May 21 Inspections Deadline Hovers Over Iran Nuclear Talks In Vienna
Vienna talks on reviving Iran’s 2015 nuclear deal are focused on what United States sanctions need lifting, and which parts of Iran’s atomic program should be reversed. But negotiators also feel the approach of a May 21 deadline as the expiry date for current arrangements for international inspections of Iran’s nuclear facilities.
The tortuous nature of the Vienna talks, where the US is involved indirectly, reflects not just the complexities of American sanctions but the challenge of coordinating sanctions-lifting with Iran curtailing its nuclear program.
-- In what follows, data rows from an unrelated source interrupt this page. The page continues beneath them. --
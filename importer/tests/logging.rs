//! Operator-facing log lines.

mod common;

use blockfeed_nullables::{BlockGenerator, NullBlockNode};
use blockfeed_types::SourceType;
use common::{config_for, empty_bucket, harness};
use std::sync::Arc;
use tracing_test::traced_test;

#[tokio::test]
#[traced_test]
async fn subscriptions_log_the_start_block_and_node() {
    let mut generator = BlockGenerator::new(1);
    let blocks = generator.blocks(4);
    let a = Arc::new(NullBlockNode::new("a:1").with_blocks(blocks[..2].to_vec()));
    let b = Arc::new(NullBlockNode::new("b:1").with_blocks(blocks));
    let mut config = config_for(&[(a.clone(), 0), (b.clone(), 1)]);
    config.block.source_type = SourceType::BlockNode;
    let h = harness(config, vec![a, b], empty_bucket(), Some(generator.ledger()));

    h.importer.get().await.unwrap();
    assert!(logs_contain("Start streaming block 0 from Node(a:1)"));

    // a has nothing past block 1, so the next pull moves to b
    h.importer.get().await.unwrap();
    assert!(logs_contain("Start streaming block 2 from Node(b:1)"));
    assert_eq!(h.notifier.indices(), vec![0, 1, 2, 3]);

    logs_assert(|lines: &[&str]| {
        let starts: Vec<_> = lines
            .iter()
            .filter(|line| line.contains("Start streaming block"))
            .collect();
        match starts.as_slice() {
            [first, second] if first.contains("block 0 from Node(a:1)")
                && second.contains("block 2 from Node(b:1)") =>
            {
                Ok(())
            }
            other => Err(format!("unexpected subscriptions logged: {other:?}")),
        }
    });
}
After leaving the Iran nuclear deal in 2018, President Donald Trump laid a web of sanctions, some linked to ‘human rights,’ or ‘terrorism,’ but often with a stated aim of complicating efforts by a successor US administration to return to the 2015 nuclear deal, the JCPOA (Joint Comprehensive Plan of Action).
As early as December, even before President Joe Biden took office with an aim of restoring the JCPOA, Rafael Mariano Grossi, head of the International Atomic Energy Agency (IAEA), stressed the need for a political agreement between Iran and world powers, including the US, on sequencing the lifting of US sanctions with Iran reversing nuclear steps taken since 2019 beyond JCPOA limits.
In February − after the Iranian parliament voted to both begin 20-percent enriching uranium, beyond the 3.67 percent JCPOA limit, and curb IAEA access – Grossi went to Tehran to agree a three-month, interim deal covering Iran’s nuclear sites. Since then, Iran has continued to allow IAEA cameras to run 24/7 but has said it may erase the footage when the deal expires on May 21, thereafter restricting agency access to the basic requirements of the Nuclear Non-Proliferation Treaty (NPT).
In an interview with Bloomberg TV on Thursday [April 29], Grossi expressed concern over the potential loss of data. “Let’s hope it hasn’t happened,” he said, but added he would if needsbe return to Tehran to seek a follow-on arrangement.
Few rule out a break-through in Vienna, nor the possibility that Grossi might patch up a further access agreement. But off-record briefings from Biden administration officials have suggested an agreement on restoring the JCPOA is more likely by June than mid-April, notably coinciding with the June 18 Iranian presidential election, when President Hassan Rouhani is ineligible for a third consecutive term.
Meanwhile, criticism of the Vienna process is building both in Iran, which began enriching uranium to 60 percent in response to the April 11 attack on the Natanz enrichment facility, widely attributed to Israel, and in the US.
In Washington, JCPOA opponents continue efforts to create a sense that a future Republican administration could again scotch the agreement. On Thursday, State Department spokesman Ned Price faced questions over the United Nations Economic and Social Council recently electing Iran – alongside China, Japan Lebanon and Pakistan – to the Commission on the Status of Women, which promotes global “gender equality and the empowerment of women.”
While stressing that the US had called a vote on the matter, Price would not say how it had cast its ballot in a “private” vote. Iranian opposition activists and Trump allies had already jumped on the decision.
Around the Middle East, various parties are still adjusting to the arrival of the Biden administration and the possible revival of the JCPOA. Biden officials, led by Middle East security advisor Brett McGurk are currently touring allies to discuss concerns over the talks with Iran.
Tehran is also active. Foreign Minister Mohammad Javad Zarif, while facing flak at home over his leaked criticism of the late general Qasem Soleimani, has in the past week visited Qatar, Iraq, Oman and Kuwait seeking to improve relations with Iran’s neighbors.